Нет, этот просто так не уйдёт, видимо, подумал он. Разве что ему очень хорошо помогут. Тут подобие улыбки тронуло Васины губы. Он посмотрел на часы и, что–то прикинув в уме, стал спускаться с дерева.

Спустившись, он присел на корточки, привалившись спиной к стволу, и закурил «Золотую Яву». Отсюда ни мост, ни дорога видны не были. Только слышно было, как на перекате ниже по течению шумит река.

Неторопливо докурив сигарету, Вася поднялся и взялся уже было рукой за ближайший сучок сосны. Но в последний момент передумал и достал новую сигарету. По тому, как он прикуривал, было ясно – Вася – Царь нервничает.

***

В салоне «лендкрузера» звучала бодрая утренняя музыка. Вжав ногу в педаль газа, Жарский быстро преодолел оставшиеся полтора километра. Дорога здесь раздваивалась. Направо она шла вдоль Сосны в сторону ближайшего действующего моста, до которого было километров пятнадцать. Развилку украшала стела с прозрачными бетонными буквами «ВЕЛИКОВОЛЖСК» и установленным повыше гербом города: на нижнем синем фоне – рыбка, вверху на белом фоне – пчела.

Налево дорога шла к Старому мосту. На её обочине был установлен металлический транспарант:

Проезд закрыт!

Идут ремонтные работы

Объезд – по Луховицкому шоссе

Притормозив, Жарский свернул налево. Дорога была перегорожена запертым на проржавевший амбарный замок шлагбаумом. Жарский съехал с асфальта по довольно наезженной колее и обогнул шлагбаум.

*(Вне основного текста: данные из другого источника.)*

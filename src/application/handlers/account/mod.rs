//! Account handlers: sign-in, sign-up, PIN and profile changes.

mod change_pin;
mod list_login_profiles;
mod login;
mod sign_up;
mod update_profile;

pub use change_pin::{ChangePinCommand, ChangePinHandler};
pub use list_login_profiles::ListLoginProfilesHandler;
pub use login::{LoginCommand, LoginHandler, LoginResult};
pub use sign_up::{SignUpCommand, SignUpHandler, SignUpResult};
pub use update_profile::{UpdateProfileCommand, UpdateProfileHandler, UpdateProfileResult};
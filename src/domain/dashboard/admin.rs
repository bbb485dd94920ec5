//! Admin overview read model.

use serde::Serialize;

use crate::domain::club::Club;
use crate::domain::club_event::EventStatus;
use crate::domain::store::Document;
use crate::domain::user::{Role, User};

#[derive(Debug, Clone, Serialize)]
#[serde(rename_all = "camelCase")]
pub struct ClubRow {
    pub club: Club,
    pub member_count: usize,
    /// `None` if the coordinator account is missing.
    pub coordinator_name: Option<String>,
}

#[derive(Debug, Clone, Serialize)]
#[serde(rename_all = "camelCase")]
pub struct AdminOverview {
    pub coordinators: Vec<User>,
    pub students: Vec<User>,
    pub clubs: Vec<ClubRow>,
    pub pending_requests: usize,
    pub proposed_events: usize,
}

impl AdminOverview {
    pub fn build(doc: &Document) -> Self {
        let by_role = |role: Role| -> Vec<User> {
            doc.users.iter().filter(|u| u.role == role).cloned().collect()
        };

        let clubs = doc
            .clubs
            .iter()
            .map(|c| ClubRow {
                club: c.clone(),
                member_count: doc.member_count(&c.id),
                coordinator_name: doc.user(&c.coordinator_id).map(|u| u.name.clone()),
            })
            .collect();

        Self {
            coordinators: by_role(Role::Coordinator),
            students: by_role(Role::Student),
            clubs,
            pending_requests: doc.join_requests.iter().filter(|r| r.is_pending()).count(),
            proposed_events: doc
                .events
                .iter()
                .filter(|e| e.status == EventStatus::Proposed)
                .count(),
        }
    }
}

#[cfg(test)]
mod tests {
    use super::*;
    use crate::domain::store::bootstrap_document;

    #[test]
    fn overview_of_seed() {
        let overview = AdminOverview::build(&bootstrap_document());
        assert_eq!(overview.coordinators.len(), 1);
        assert_eq!(overview.students.len(), 1);
        assert_eq!(overview.clubs[0].member_count, 1);
        assert_eq!(overview.clubs[0].coordinator_name.as_deref(), Some("John Tech"));
        assert_eq!(overview.pending_requests, 0);
        assert_eq!(overview.proposed_events, 0);
    }
}
//! ChangeMemberRoleHandler - Coordinator reassigns a member's role.

use std::sync::Arc;
use tracing::info;

use crate::application::handlers::support::{authorize_for_club, publish_event};
use crate::application::DomainStore;
use crate::domain::access::Operation;
use crate::domain::club::{ClubMembership, MemberRole};
use crate::domain::foundation::{ClubId, CommandMetadata, DomainError, ErrorCode, Timestamp, UserId};
use crate::domain::membership::{change_role, MemberRoleChanged};
use crate::ports::EventPublisher;

#[derive(Debug, Clone)]
pub struct ChangeMemberRoleCommand {
    pub club_id: ClubId,
    pub user_id: UserId,
    pub role: MemberRole,
}

#[derive(Debug, Clone)]
pub struct ChangeMemberRoleResult {
    pub membership: ClubMembership,
    pub event: MemberRoleChanged,
}

pub struct ChangeMemberRoleHandler {
    store: Arc<DomainStore>,
    event_publisher: Arc<dyn EventPublisher>,
}

impl ChangeMemberRoleHandler {
    pub fn new(store: Arc<DomainStore>, event_publisher: Arc<dyn EventPublisher>) -> Self {
        Self {
            store,
            event_publisher,
        }
    }

    pub async fn handle(
        &self,
        cmd: ChangeMemberRoleCommand,
        metadata: CommandMetadata,
    ) -> Result<ChangeMemberRoleResult, DomainError> {
        let committed = self
            .store
            .transact(|doc| {
                let coordinator =
                    authorize_for_club(doc, &metadata, Operation::ChangeMemberRole, &cmd.club_id)?;
                change_role(
                    doc,
                    &cmd.user_id,
                    &cmd.club_id,
                    cmd.role.clone(),
                    &coordinator,
                    Timestamp::now(),
                )
            })
            .await?;

        let event = committed.value;
        let membership = committed
            .document
            .membership(&cmd.user_id, &cmd.club_id)
            .cloned()
            .ok_or_else(|| {
                DomainError::new(ErrorCode::InternalError, "Membership missing after role change")
            })?;

        info!(
            user_id = %event.user_id,
            club_id = %event.club_id,
            old_role = %event.old_role,
            new_role = %event.new_role,
            "Member role changed"
        );
        publish_event(self.event_publisher.as_ref(), &metadata, &event).await;

        Ok(ChangeMemberRoleResult { membership, event })
    }
}
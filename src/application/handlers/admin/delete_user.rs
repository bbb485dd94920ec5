//! DeleteUserHandler - Admin removes an account and everything hanging off it.

use std::sync::Arc;
use tracing::info;

use crate::application::handlers::support::{authorize_signed_in, PendingEvents};
use crate::application::DomainStore;
use crate::domain::access::{Operation, Resource};
use crate::domain::club::ClubDeleted;
use crate::domain::directory::delete_user;
use crate::domain::foundation::{CommandMetadata, DomainError, Timestamp, UserId};
use crate::domain::user::UserDeleted;
use crate::ports::EventPublisher;

#[derive(Debug, Clone)]
pub struct DeleteUserCommand {
    pub user_id: UserId,
}

#[derive(Debug, Clone)]
pub struct DeleteUserResult {
    pub event: UserDeleted,
    /// Clubs the user coordinated, deleted with them.
    pub deleted_clubs: Vec<ClubDeleted>,
}

pub struct DeleteUserHandler {
    store: Arc<DomainStore>,
    event_publisher: Arc<dyn EventPublisher>,
}

impl DeleteUserHandler {
    pub fn new(store: Arc<DomainStore>, event_publisher: Arc<dyn EventPublisher>) -> Self {
        Self {
            store,
            event_publisher,
        }
    }

    pub async fn handle(
        &self,
        cmd: DeleteUserCommand,
        metadata: CommandMetadata,
    ) -> Result<DeleteUserResult, DomainError> {
        let committed = self
            .store
            .transact(|doc| {
                let admin = authorize_signed_in(
                    doc,
                    &metadata,
                    Operation::DeleteUser,
                    &Resource::Account(cmd.user_id.clone()),
                )?;
                delete_user(doc, &cmd.user_id, &admin, Timestamp::now())
            })
            .await?;

        let (event, deleted_clubs) = committed.value;
        info!(
            user_id = %event.user_id,
            removed_clubs = event.removed_clubs.len(),
            "User deleted"
        );

        let mut pending = PendingEvents::new(&metadata);
        for club in &deleted_clubs {
            pending.record(club);
        }
        pending.record(&event);
        pending.publish(self.event_publisher.as_ref()).await;

        Ok(DeleteUserResult {
            event,
            deleted_clubs,
        })
    }
}
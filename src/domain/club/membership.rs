//! Club membership record.

use serde::{Deserialize, Serialize};

use crate::domain::foundation::{ClubId, Timestamp, UserId};

use super::MemberRole;

/// A user's membership of a club. At most one per (user, club).
#[derive(Debug, Clone, PartialEq, Eq, Serialize, Deserialize)]
#[serde(rename_all = "camelCase")]
pub struct ClubMembership {
    pub user_id: UserId,
    pub club_id: ClubId,
    pub joined_at: Timestamp,
    #[serde(default)]
    pub role: MemberRole,
}

impl ClubMembership {
    pub fn new(user_id: UserId, club_id: ClubId, role: MemberRole, joined_at: Timestamp) -> Self {
        Self {
            user_id,
            club_id,
            joined_at,
            role,
        }
    }

    pub fn is_for(&self, user_id: &UserId, club_id: &ClubId) -> bool {
        &self.user_id == user_id && &self.club_id == club_id
    }
}
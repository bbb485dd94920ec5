//! Club administration.

use crate::domain::club::{Club, ClubCreated, ClubImageUpdated, NewClub};
use crate::domain::foundation::{ClubId, DomainError, ErrorCode, EventId, Timestamp, UserId};
use crate::domain::store::Document;

/// Creates a club run by `coordinator_id`. A coordinator runs at most one club.
pub fn create_club(
    doc: &mut Document,
    input: NewClub,
    coordinator_id: &UserId,
    created_by: &UserId,
    now: Timestamp,
) -> Result<ClubCreated, DomainError> {
    let coordinator = doc.require_user(coordinator_id)?;
    if !coordinator.is_coordinator() {
        return Err(DomainError::new(
            ErrorCode::InvalidRole,
            format!("{} is not a coordinator", coordinator.name),
        )
        .with_detail("user_id", coordinator_id.to_string()));
    }
    if let Some(existing) = doc.club_of_coordinator(coordinator_id) {
        return Err(DomainError::new(
            ErrorCode::CoordinatorAlreadyAssigned,
            format!("Coordinator already runs {}", existing.name),
        )
        .with_detail("club_id", existing.id.to_string()));
    }

    let club = Club::create(
        ClubId::generate(),
        input,
        coordinator_id.clone(),
        created_by.clone(),
        now,
    )?;
    let event = ClubCreated {
        event_id: EventId::new(),
        club_id: club.id.clone(),
        name: club.name.clone(),
        coordinator_id: coordinator_id.clone(),
        created_by: created_by.clone(),
        created_at: now,
    };
    doc.clubs.push(club);
    Ok(event)
}

pub fn update_club_image(
    doc: &mut Document,
    club_id: &ClubId,
    image: &str,
    updated_by: &UserId,
    now: Timestamp,
) -> Result<ClubImageUpdated, DomainError> {
    let club = doc
        .club_mut(club_id)
        .ok_or_else(|| DomainError::not_found(ErrorCode::ClubNotFound, "Club", club_id))?;
    club.set_image(image)?;

    Ok(ClubImageUpdated {
        event_id: EventId::new(),
        club_id: club_id.clone(),
        updated_by: updated_by.clone(),
        image: club.image.clone(),
        updated_at: now,
    })
}

#[cfg(test)]
mod tests {
    use super::*;
    use crate::domain::directory::create_user;
    use crate::domain::store::bootstrap_document;
    use crate::domain::user::{NewUserProfile, Role};

    fn uid(s: &str) -> UserId {
        UserId::new(s).unwrap()
    }

    fn arts() -> NewClub {
        NewClub {
            name: "Arts Society".to_string(),
            description: "Paint and draw".to_string(),
            category: "Arts".to_string(),
            image: None,
        }
    }

    #[test]
    fn coordinator_can_run_only_one_club() {
        let mut doc = bootstrap_document();
        let err = create_club(&mut doc, arts(), &uid("2"), &uid("1"), Timestamp::now()).unwrap_err();
        assert_eq!(err.code, ErrorCode::CoordinatorAlreadyAssigned);
        assert_eq!(doc.clubs.len(), 1);
    }

    #[test]
    fn club_needs_a_coordinator_account() {
        let mut doc = bootstrap_document();
        let err = create_club(&mut doc, arts(), &uid("3"), &uid("1"), Timestamp::now()).unwrap_err();
        assert_eq!(err.code, ErrorCode::InvalidRole);
    }

    #[test]
    fn create_club_for_new_coordinator() {
        let mut doc = bootstrap_document();
        let coordinator = create_user(
            &mut doc,
            Role::Coordinator,
            NewUserProfile {
                name: "Sara Arts".to_string(),
                email: "sara@college.edu".to_string(),
                ..Default::default()
            },
            Some(&uid("1")),
            Timestamp::now(),
        )
        .unwrap()
        .user_id;

        let event = create_club(&mut doc, arts(), &coordinator, &uid("1"), Timestamp::now()).unwrap();
        let club = doc.club(&event.club_id).unwrap();
        assert_eq!(club.coordinator_id, coordinator);
        assert_eq!(club.created_by, uid("1"));
    }

    #[test]
    fn update_image_replaces_url() {
        let mut doc = bootstrap_document();
        let club_id = ClubId::new("1").unwrap();
        update_club_image(&mut doc, &club_id, "https://example.org/new.png", &uid("2"), Timestamp::now())
            .unwrap();
        assert_eq!(doc.club(&club_id).unwrap().image, "https://example.org/new.png");

        let err = update_club_image(&mut doc, &club_id, "", &uid("2"), Timestamp::now()).unwrap_err();
        assert_eq!(err.code, ErrorCode::EmptyField);
    }
}
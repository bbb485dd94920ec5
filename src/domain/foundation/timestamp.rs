//! Timestamp value object for immutable points in time.

use chrono::{DateTime, NaiveDate, Utc};
use serde::{Deserialize, Serialize};

/// Immutable point in time, always UTC.
///
/// Serializes as an RFC 3339 string, the same shape the dashboard's
/// `toISOString()` produced, so older documents load unchanged.
#[derive(Debug, Clone, Copy, PartialEq, Eq, PartialOrd, Ord, Hash, Serialize, Deserialize)]
#[serde(transparent)]
pub struct Timestamp(DateTime<Utc>);

impl Timestamp {
    /// Creates a timestamp for the current moment.
    pub fn now() -> Self {
        Self(Utc::now())
    }

    /// Creates a timestamp from a DateTime<Utc>.
    pub fn from_datetime(dt: DateTime<Utc>) -> Self {
        Self(dt)
    }

    /// Returns the inner DateTime.
    pub fn as_datetime(&self) -> &DateTime<Utc> {
        &self.0
    }

    /// Calendar date (UTC) of this timestamp.
    pub fn date(&self) -> NaiveDate {
        self.0.date_naive()
    }

    /// Checks if this timestamp is before another.
    pub fn is_before(&self, other: &Timestamp) -> bool {
        self.0 < other.0
    }

    /// Checks if this timestamp is after another.
    pub fn is_after(&self, other: &Timestamp) -> bool {
        self.0 > other.0
    }

    /// Creates a new timestamp by adding the specified number of days.
    ///
    /// Negative values subtract days.
    pub fn add_days(&self, days: i64) -> Self {
        Self(self.0 + chrono::Duration::days(days))
    }
}

impl Default for Timestamp {
    fn default() -> Self {
        Self::now()
    }
}

impl std::fmt::Display for Timestamp {
    fn fmt(&self, f: &mut std::fmt::Formatter<'_>) -> std::fmt::Result {
        write!(f, "{}", self.0.to_rfc3339())
    }
}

Перед въездом на мост он остановился. Постучал ладонями по рулю. Заглянул в бардачок и пошарил там рукой – всё вроде бы было на месте. Взялся за ручку двери – с мгновенным намерением из машины выйти. Но тут же руку отдёрнул – не в его правилах было изменять принципам. А принцип его в данном случае заключался в том, что он, когда был в машине один, ездил через Старый мост. Словно всякий раз заново проходя тест на психологическую устойчивость. Ну, заодно, и на свои водительские навыки. Которыми – и не без причины – изрядно гордился.

Он потёр кончиками пальцев виски. Сделал чуть громче музыку – как раз передавали «Yesterday».

Жарский мечтательно заслушался и опять не услышал, что лукошко тётки Натальи уже давно и встревожено гудит.

Из–под марли выбралось уже несколько жёлто–чёрных потревоженных существ. И намерения их, судя по всему, были совсем не мирные. Первые, разведчики, проложили дорогу прочим. Пчёлы из лукошка всё ползли и ползли. А некоторые уже поднялись в воздух.

Жарский, осторожно газуя, въехал на узкие бетонные плиты. Что справа, что слева от колёс джипа до края моста было не более чем по полметра. А вот вниз, до быстротекущих вод реки, метров семь–восемь. Но Жарский смотрел только вперёд. И медленно, но вполне уверенно вёл свой тяжелый «лендкрузер».

Тут раздался выстрел. Его Жарский сквозь открытое окно всё же успел услышать.

Но вовсе не выстрел исказил судорогой его лицо. Салон машины был полон злобных, вмиг закружившихся вокруг лица Жарского полосатых насекомых! Откуда?! Что за напасть?! – успел подумать он, то правой, то левой рукой отмахиваясь от этих тварей. Колёса джипа вильнули в опасной близости от края пропасти.